### Problem description
Print the data that follows exactly as it stands, from its first line through the line containing "let base = base.into();", and stop there.

○ ○ ○

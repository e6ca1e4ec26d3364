//! The knowledge base store
//!
//! All operations take and return paths *relative to the store root*
//! (`<category>/<file>.md`), which is also the shape the HTTP API and the
//! index use. Lookups scan the filesystem directly on every call.

use crate::category::Category;
use crate::document::{Document, Metadata};
use crate::error::StoreError;
use crate::INDEX_FILENAME;
use chrono::{DateTime, Local, Utc};
use indexmap::IndexMap;
use serde::Serialize;
use std::fs;
use std::path::{Component, Path, PathBuf};
use std::time::{Duration, SystemTime};

/// Filesystem-backed document store over the fixed category folders
#[derive(Debug, Clone)]
pub struct KnowledgeBase {
    base: PathBuf,
}

/// One search result with a preview of the matching lines
#[derive(Debug, Clone, Serialize)]
pub struct SearchHit {
    /// Path relative to the store root
    pub path: PathBuf,
    /// File name
    pub name: String,
    /// Up to three matching lines, truncated
    pub preview: String,
}

/// Listing entry for recent-documents queries
#[derive(Debug, Clone, Serialize)]
pub struct DocEntry {
    /// Path relative to the store root
    pub path: PathBuf,
    /// File name
    pub name: String,
    /// Last modification time
    pub modified: DateTime<Utc>,
    /// Size in bytes
    pub size: u64,
}

/// Per-category document counts and sizes
#[derive(Debug, Clone, Default, Serialize)]
pub struct CategoryStats {
    pub count: usize,
    pub size_bytes: u64,
    pub description: &'static str,
}

/// Whole-store statistics
#[derive(Debug, Clone, Serialize)]
pub struct KbStats {
    pub total_documents: usize,
    pub total_size_bytes: u64,
    pub categories: IndexMap<&'static str, CategoryStats>,
}

impl KnowledgeBase {
    /// Open a store at `base`, creating the category folder structure.
    ///
    /// Idempotent: existing folders and documents are left untouched.
    pub fn open(base: impl Into<PathBuf>) -> Result<Self, StoreError> {
        let base = base.into();
        for category in Category::ALL {
            let dir = base.join(category.folder());
            fs::create_dir_all(&dir).map_err(|e| StoreError::io(&dir, e))?;
        }
        tracing::debug!(base = %base.display(), "knowledge base opened");
        Ok(Self { base })
    }

    /// Store root directory
    #[inline]
    #[must_use]
    pub fn base_path(&self) -> &Path {
        &self.base
    }

    /// Absolute folder for a category
    #[must_use]
    pub fn category_dir(&self, category: Category) -> PathBuf {
        self.base.join(category.folder())
    }

    /// Add a document under `category`.
    ///
    /// The filename is derived from the current local time (second
    /// resolution) and the title with spaces replaced by underscores; a
    /// same-second duplicate title silently overwrites the earlier file.
    /// `created`, `category` and `title` are injected into the metadata.
    ///
    /// Returns the new document's path relative to the store root.
    pub fn add_document(
        &self,
        category: Category,
        title: &str,
        body: &str,
        mut metadata: Metadata,
    ) -> Result<PathBuf, StoreError> {
        let now = Local::now();
        metadata.insert("created".into(), now.to_rfc3339().into());
        metadata.insert("category".into(), category.folder().into());
        metadata.insert("title".into(), title.into());

        let filename = format!(
            "{}_{}.md",
            now.format("%Y%m%d_%H%M%S"),
            title.replace([' ', '/'], "_")
        );
        let rel = PathBuf::from(category.folder()).join(filename);
        let abs = self.base.join(&rel);

        let text = Document::render(title, body, &metadata);
        fs::write(&abs, text).map_err(|e| StoreError::io(&abs, e))?;
        tracing::info!(path = %rel.display(), %category, "document added");
        Ok(rel)
    }

    /// Read a document's full text. `NotFound` if absent.
    pub fn get_document(&self, rel: &Path) -> Result<String, StoreError> {
        let abs = self.resolve(rel)?;
        if !abs.is_file() {
            return Err(StoreError::NotFound(rel.to_path_buf()));
        }
        fs::read_to_string(&abs).map_err(|e| StoreError::io(&abs, e))
    }

    /// Read and parse a document, tolerating both header conventions.
    pub fn read_document(&self, rel: &Path) -> Result<Document, StoreError> {
        let text = self.get_document(rel)?;
        let mut doc = Document::parse(&text);
        if doc.category.is_none() {
            doc.category = rel
                .components()
                .next()
                .and_then(|c| c.as_os_str().to_str())
                .and_then(|s| s.parse().ok());
        }
        Ok(doc)
    }

    /// Delete a document. Absent files are Ok (idempotent delete).
    pub fn delete(&self, rel: &Path) -> Result<(), StoreError> {
        let abs = self.resolve(rel)?;
        match fs::remove_file(&abs) {
            Ok(()) => {
                tracing::info!(path = %rel.display(), "document deleted");
                Ok(())
            }
            Err(e) if e.kind() == std::io::ErrorKind::NotFound => Ok(()),
            Err(e) => Err(StoreError::io(&abs, e)),
        }
    }

    /// Move a document into another category folder, keeping its filename.
    pub fn relocate(&self, rel: &Path, category: Category) -> Result<PathBuf, StoreError> {
        let abs = self.resolve(rel)?;
        if !abs.is_file() {
            return Err(StoreError::NotFound(rel.to_path_buf()));
        }
        let name = abs
            .file_name()
            .ok_or_else(|| StoreError::NotFound(rel.to_path_buf()))?;
        let new_rel = PathBuf::from(category.folder()).join(name);
        let new_abs = self.base.join(&new_rel);
        if new_abs == abs {
            return Ok(new_rel);
        }
        fs::rename(&abs, &new_abs).map_err(|e| StoreError::io(&new_abs, e))?;
        tracing::info!(from = %rel.display(), to = %new_rel.display(), "document relocated");
        Ok(new_rel)
    }

    /// Case-insensitive substring search over full document text.
    ///
    /// Scans every `.md` file under the target scope on every call; the
    /// index artifact is not part of the scope.
    pub fn search(
        &self,
        query: &str,
        category: Option<Category>,
    ) -> Result<Vec<PathBuf>, StoreError> {
        let needle = query.to_lowercase();
        let mut results = Vec::new();
        for rel in self.scoped_files(category)? {
            let abs = self.base.join(&rel);
            let text = fs::read_to_string(&abs).map_err(|e| StoreError::io(&abs, e))?;
            if text.to_lowercase().contains(&needle) {
                results.push(rel);
            }
        }
        Ok(results)
    }

    /// Search with previews of the matching lines.
    pub fn search_hits(
        &self,
        query: &str,
        category: Option<Category>,
    ) -> Result<Vec<SearchHit>, StoreError> {
        let needle = query.to_lowercase();
        let mut hits = Vec::new();
        for rel in self.scoped_files(category)? {
            let abs = self.base.join(&rel);
            let text = fs::read_to_string(&abs).map_err(|e| StoreError::io(&abs, e))?;
            if !text.to_lowercase().contains(&needle) {
                continue;
            }
            let preview: String = text
                .lines()
                .filter(|l| l.to_lowercase().contains(&needle))
                .take(3)
                .collect::<Vec<_>>()
                .join("\n")
                .chars()
                .take(500)
                .collect();
            let name = rel
                .file_name()
                .and_then(|n| n.to_str())
                .unwrap_or_default()
                .to_string();
            hits.push(SearchHit {
                path: rel,
                name,
                preview,
            });
        }
        Ok(hits)
    }

    /// List a category's documents, sorted by filename descending
    /// (newest first given the timestamp prefix).
    pub fn list(&self, category: Category) -> Result<Vec<PathBuf>, StoreError> {
        let dir = self.category_dir(category);
        let mut names = Vec::new();
        let entries = fs::read_dir(&dir).map_err(|e| StoreError::io(&dir, e))?;
        for entry in entries {
            let entry = entry.map_err(|e| StoreError::io(&dir, e))?;
            let name = entry.file_name();
            let Some(name) = name.to_str() else { continue };
            if name.ends_with(".md") && name != INDEX_FILENAME {
                names.push(name.to_string());
            }
        }
        names.sort_by(|a, b| b.cmp(a));
        Ok(names
            .into_iter()
            .map(|n| PathBuf::from(category.folder()).join(n))
            .collect())
    }

    /// Newest documents by modification time, across one category or all.
    pub fn recent(
        &self,
        category: Option<Category>,
        limit: usize,
    ) -> Result<Vec<DocEntry>, StoreError> {
        let mut entries = Vec::new();
        for rel in self.scoped_files(category)? {
            let abs = self.base.join(&rel);
            let meta = fs::metadata(&abs).map_err(|e| StoreError::io(&abs, e))?;
            let modified = meta
                .modified()
                .map_err(|e| StoreError::io(&abs, e))?
                .into();
            let name = rel
                .file_name()
                .and_then(|n| n.to_str())
                .unwrap_or_default()
                .to_string();
            entries.push(DocEntry {
                path: rel,
                name,
                modified,
                size: meta.len(),
            });
        }
        entries.sort_by(|a, b| b.modified.cmp(&a.modified));
        entries.truncate(limit);
        Ok(entries)
    }

    /// Per-category counts and sizes plus totals.
    pub fn stats(&self) -> Result<KbStats, StoreError> {
        let mut categories = IndexMap::new();
        let mut total_documents = 0;
        let mut total_size_bytes = 0;
        for category in Category::ALL {
            let mut stats = CategoryStats {
                description: category.description(),
                ..Default::default()
            };
            for rel in self.scoped_files(Some(category))? {
                let abs = self.base.join(&rel);
                let meta = fs::metadata(&abs).map_err(|e| StoreError::io(&abs, e))?;
                stats.count += 1;
                stats.size_bytes += meta.len();
            }
            total_documents += stats.count;
            total_size_bytes += stats.size_bytes;
            categories.insert(category.folder(), stats);
        }
        Ok(KbStats {
            total_documents,
            total_size_bytes,
            categories,
        })
    }

    /// Documents whose modification time is older than `days` days.
    pub fn outdated(&self, days: u64) -> Result<Vec<PathBuf>, StoreError> {
        let cutoff = SystemTime::now() - Duration::from_secs(days * 24 * 60 * 60);
        let mut out = Vec::new();
        for rel in self.scoped_files(None)? {
            let abs = self.base.join(&rel);
            let meta = fs::metadata(&abs).map_err(|e| StoreError::io(&abs, e))?;
            if meta.modified().map_err(|e| StoreError::io(&abs, e))? < cutoff {
                out.push(rel);
            }
        }
        Ok(out)
    }

    /// Documents whose filename marks them as failed-generation artifacts.
    pub fn find_error_documents(&self) -> Result<Vec<PathBuf>, StoreError> {
        let mut out = Vec::new();
        for rel in self.scoped_files(None)? {
            let name = rel
                .file_name()
                .and_then(|n| n.to_str())
                .unwrap_or_default()
                .to_lowercase();
            if name.contains("error") {
                out.push(rel);
            }
        }
        Ok(out)
    }

    /// All `.md` files under the scope, relative to the store root.
    fn scoped_files(&self, category: Option<Category>) -> Result<Vec<PathBuf>, StoreError> {
        let categories: Vec<Category> = match category {
            Some(c) => vec![c],
            None => Category::ALL.to_vec(),
        };
        let mut files = Vec::new();
        for category in categories {
            let dir = self.category_dir(category);
            let entries = fs::read_dir(&dir).map_err(|e| StoreError::io(&dir, e))?;
            for entry in entries {
                let entry = entry.map_err(|e| StoreError::io(&dir, e))?;
                let name = entry.file_name();
                let Some(name) = name.to_str() else { continue };
                if name.ends_with(".md") && name != INDEX_FILENAME {
                    files.push(PathBuf::from(category.folder()).join(name));
                }
            }
        }
        Ok(files)
    }

    /// Reject traversal outside the store root.
    fn resolve(&self, rel: &Path) -> Result<PathBuf, StoreError> {
        if rel.is_absolute()
            || rel
                .components()
                .any(|c| matches!(c, Component::ParentDir | Component::Prefix(_)))
        {
            return Err(StoreError::OutsideBase(rel.to_path_buf()));
        }
        Ok(self.base.join(rel))
    }
}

○ ○ ○

### Response
repository e6ca1e4ec26d3364
//! The knowledge base store
//!
//! All operations take and return paths *relative to the store root*
//! (`<category>/<file>.md`), which is also the shape the HTTP API and the
//! index use. Lookups scan the filesystem directly on every call.

use crate::category::Category;
use crate::document::{Document, Metadata};
use crate::error::StoreError;
use crate::INDEX_FILENAME;
use chrono::{DateTime, Local, Utc};
use indexmap::IndexMap;
use serde::Serialize;
use std::fs;
use std::path::{Component, Path, PathBuf};
use std::time::{Duration, SystemTime};

/// Filesystem-backed document store over the fixed category folders
#[derive(Debug, Clone)]
pub struct KnowledgeBase {
    base: PathBuf,
}

/// One search result with a preview of the matching lines
#[derive(Debug, Clone, Serialize)]
pub struct SearchHit {
    /// Path relative to the store root
    pub path: PathBuf,
    /// File name
    pub name: String,
    /// Up to three matching lines, truncated
    pub preview: String,
}

/// Listing entry for recent-documents queries
#[derive(Debug, Clone, Serialize)]
pub struct DocEntry {
    /// Path relative to the store root
    pub path: PathBuf,
    /// File name
    pub name: String,
    /// Last modification time
    pub modified: DateTime<Utc>,
    /// Size in bytes
    pub size: u64,
}

/// Per-category document counts and sizes
#[derive(Debug, Clone, Default, Serialize)]
pub struct CategoryStats {
    pub count: usize,
    pub size_bytes: u64,
    pub description: &'static str,
}

/// Whole-store statistics
#[derive(Debug, Clone, Serialize)]
pub struct KbStats {
    pub total_documents: usize,
    pub total_size_bytes: u64,
    pub categories: IndexMap<&'static str, CategoryStats>,
}

impl KnowledgeBase {
    /// Open a store at `base`, creating the category folder structure.
    ///
    /// Idempotent: existing folders and documents are left untouched.
    pub fn open(base: impl Into<PathBuf>) -> Result<Self, StoreError> {
        let base = base.into();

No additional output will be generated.